By turning existing leaf material into roots, the plant is most likely to conserve energy, Watkins suggested.
This might help you in “struggle for nutrients in its part of the rainforest.
The heavy rainfall and poor soils provide a unique assemblage of plants, including a conifer known as Podocarpus, which is Greek for “footed fruit” (a reference to the stem-like appearance of another species in the genus).
This evergreen tree sends out strange bulbous roots everywhere, even into the trunks of nearby trees.
The conifer was what led Dalling to dig through the undergrowth in the first place.
“It’s pure coincidence that we were digging at the base of these tree ferns,” he said.
Dalling examined dozens of these ferns and found that each one was growing roots from its “zombie leaves.”

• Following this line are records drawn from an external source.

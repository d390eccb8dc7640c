//! Job backend abstraction.
//!
//! The question-generation backend is an external HTTP service. Everything
//! the core needs from it goes through the [`JobBackend`] trait, which only
//! knows how to GET and POST JSON at a path and hand back the raw HTTP status
//! plus body. Interpreting those replies is the orchestrator's job.
//!
//! - `http`: reqwest-based implementation used in production
//! - `routes`: configurable route templates (`{id}` placeholder)

mod error;
mod http;
mod routes;

#[cfg(test)]
pub(crate) mod fake;
#[cfg(test)]
mod http_test;

use std::future::Future;

use serde_json::Value;

pub use error::{BackendError, BackendResult};
pub use http::HttpJobBackend;
pub use routes::{BackendRoutes, expand_route};

/// Raw reply from the backend: HTTP status plus the decoded body.
///
/// Bodies that are not valid JSON are carried as `Value::String` so callers
/// can still surface the text; empty bodies become `Value::Null`.
#[derive(Debug, Clone, PartialEq)]
pub struct BackendReply {
    pub status: u16,
    pub body: Value,
}

impl BackendReply {
    pub fn new(status: u16, body: Value) -> Self {
        Self { status, body }
    }

    /// True for 2xx responses.
    pub fn is_success(&self) -> bool {
        (200..300).contains(&self.status)
    }
}

/// Transport seam to the job-processing backend.
///
/// Implementations must be cheap to share across tasks; the orchestrator
/// holds them behind an `Arc`.
pub trait JobBackend: Send + Sync {
    /// GET `path` with optional query parameters.
    fn get(
        &self,
        path: &str,
        query: &[(&str, &str)],
    ) -> impl Future<Output = BackendResult<BackendReply>> + Send;

    /// POST a JSON body to `path`.
    fn post(
        &self,
        path: &str,
        body: &Value,
    ) -> impl Future<Output = BackendResult<BackendReply>> + Send;
}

But his work was interrupted by the coronavirus pandemic, which forced him to leave Panama with his wife and dog and return to Illinois in February 2020.
He returned two years later.
Dalling and his colleagues dug roots from the leaves of three individual plants, placed them in pots, and added a chemically labeled nitrogen fertilizer.
A month later, they examined the new leaves at the top of the fern and found that nitrogen had indeed been incorporated into the plant, confirming that these roots were actively transport water and nutrients.
Much remains to be known, including essentially all of the biochemical and developmental mysteries of how this particular tree fern achieves such a transformative feat.
The discovery speaks to the importance of spending time studying and appreciating the natural world, Watkins said, adding that this type of exploration has become less frequent and financially demanding.
“If you stop and look at the organism, there are really new and interesting things,” Watkins said.
“We can tell stories we haven’t discovered.”